Short-term persistent burst buffer space ($BBUFFER)
To get access to space on the burst buffer that is persistent between jobs, a user must first request space on it. If you desire access, send an email, detailing your motivation for desiring access to the burst buffer, to support@scinet.utoronto.ca. A quota of 10 TBs will be set for each burst buffer user.
Users with short-term persistent burst buffer access will have a directory created on that resource. The location is accessible using the $BBUFFER environment variable. Like $SCRATCH, The $BBUFFER directory is accessible from all Niagara login, compute and datamover nodes.

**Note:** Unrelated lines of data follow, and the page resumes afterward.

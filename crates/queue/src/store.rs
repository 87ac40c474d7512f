//! Fixed-capacity sequenced store of wrapped items.
//!
//! The store never grows past its configured capacity: admissions beyond it
//! are reported back to the caller rather than triggering a reallocation.
//! Primitives preserve the residual order and never touch signal channels;
//! pulses are the queue's responsibility so a batched call fires once.

use std::collections::VecDeque;

use crate::ordering;
use crate::wrapper::{Priority, Wrapper};

pub(crate) struct SequencedStore<T> {
	items: VecDeque<Wrapper<T>>,
	capacity: usize,
}

impl<T> SequencedStore<T> {
	/// Creates an empty store. `capacity` must already be coerced to >= 1.
	pub(crate) fn new(capacity: usize) -> Self {
		debug_assert!(capacity > 0, "store capacity must be > 0");
		Self {
			items: VecDeque::with_capacity(capacity),
			capacity,
		}
	}

	pub(crate) fn len(&self) -> usize {
		self.items.len()
	}

	pub(crate) fn is_empty(&self) -> bool {
		self.items.is_empty()
	}

	pub(crate) fn capacity(&self) -> usize {
		self.capacity
	}

	pub(crate) fn is_full(&self) -> bool {
		self.items.len() >= self.capacity
	}

	/// Appends to the back. Hands the wrapper back on overflow without
	/// mutating the store.
	pub(crate) fn append(&mut self, wrapper: Wrapper<T>) -> Result<(), Wrapper<T>> {
		if self.is_full() {
			return Err(wrapper);
		}
		self.items.push_back(wrapper);
		Ok(())
	}

	/// Removes the item at position 0. `None` on underflow.
	pub(crate) fn remove_front(&mut self) -> Option<T> {
		self.items.pop_front().map(Wrapper::into_item)
	}

	/// Removes up to `n` items from the front, in front-to-back order.
	/// `None` on underflow.
	pub(crate) fn remove_front_many(&mut self, n: usize) -> Option<Vec<T>> {
		if self.is_empty() {
			return None;
		}
		let n = n.min(self.items.len());
		Some(self.items.drain(..n).map(Wrapper::into_item).collect())
	}

	/// Removes up to `n` items from the back, returned in front-to-back order.
	pub(crate) fn remove_back_many(&mut self, n: usize) -> Vec<T> {
		let n = n.min(self.items.len());
		let start = self.items.len() - n;
		self.items.drain(start..).map(Wrapper::into_item).collect()
	}

	/// Priority of the eviction candidate: the last wrapper in order, which is
	/// the lowest priority and, among equals, the most recently admitted.
	pub(crate) fn lowest_priority(&self) -> Option<Priority> {
		self.items.back().map(|w| w.priority)
	}

	/// Replaces the eviction candidate with `wrapper` and returns the evicted
	/// payload. The caller re-sorts afterwards.
	pub(crate) fn replace_lowest(&mut self, wrapper: Wrapper<T>) -> Option<T> {
		let evicted = self.items.pop_back();
		self.items.push_back(wrapper);
		evicted.map(Wrapper::into_item)
	}

	/// Reapplies the ordering policy.
	pub(crate) fn sort(&mut self) {
		ordering::sort(&mut self.items);
		debug_assert!(ordering::is_ordered(&self.items));
	}

	pub(crate) fn iter(&self) -> impl Iterator<Item = &T> {
		self.items.iter().map(|w| &w.item)
	}

	/// Changes the capacity. Callers trim the contents first when shrinking.
	pub(crate) fn set_capacity(&mut self, capacity: usize) {
		debug_assert!(capacity >= self.items.len());
		self.capacity = capacity;
		self.compact();
	}

	/// Moves the contents into a fresh buffer sized exactly to capacity.
	pub(crate) fn compact(&mut self) {
		let mut fresh = VecDeque::with_capacity(self.capacity);
		fresh.extend(self.items.drain(..));
		self.items = fresh;
	}

	#[cfg(test)]
	pub(crate) fn buffer_capacity(&self) -> usize {
		self.items.capacity()
	}
}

Unlike ramdisk (/dev/shm) or job-specific burst buffer space (explained below), the files will remain on your persistence burst buffer space between jobs. This makes persistent burst buffer ideal for codes that have large restart checkpoint files to be saved between jobs.
The persistence of files on this burst buffer space is very limited, so users should still endeavour to clean up after each job, by staging out final files to $SCRATCH and removing temporary files. A very-short purging policy for the burst buffer (around 48 hours) will be implemented in the future.
Users should test a burst buffer workflow using a short test job before using the burst buffer in production.
Per-job temporary burst buffer space ($SLURM_TMPDIR)
For every job on Niagara, the scheduler creates a temporary directory on the burst buffer called $SLURM_TMPDIR. The $SLURM_TMPDIR directory will be empty when your jobs starts and its content gets deleted after the job has finished.
$SLURM_TMPDIR is intended as a place for temporary files that do not fit in ramdisk (/dev/shm) and would suffer performance issues on the general /scratch file system. It is similar to the $SLURM_TMPDIR variable used on the general purpose Compute Canada systems Cedar and Graham, where this storage lives on a node-local ssd disk (which aren't present on Niagara nodes).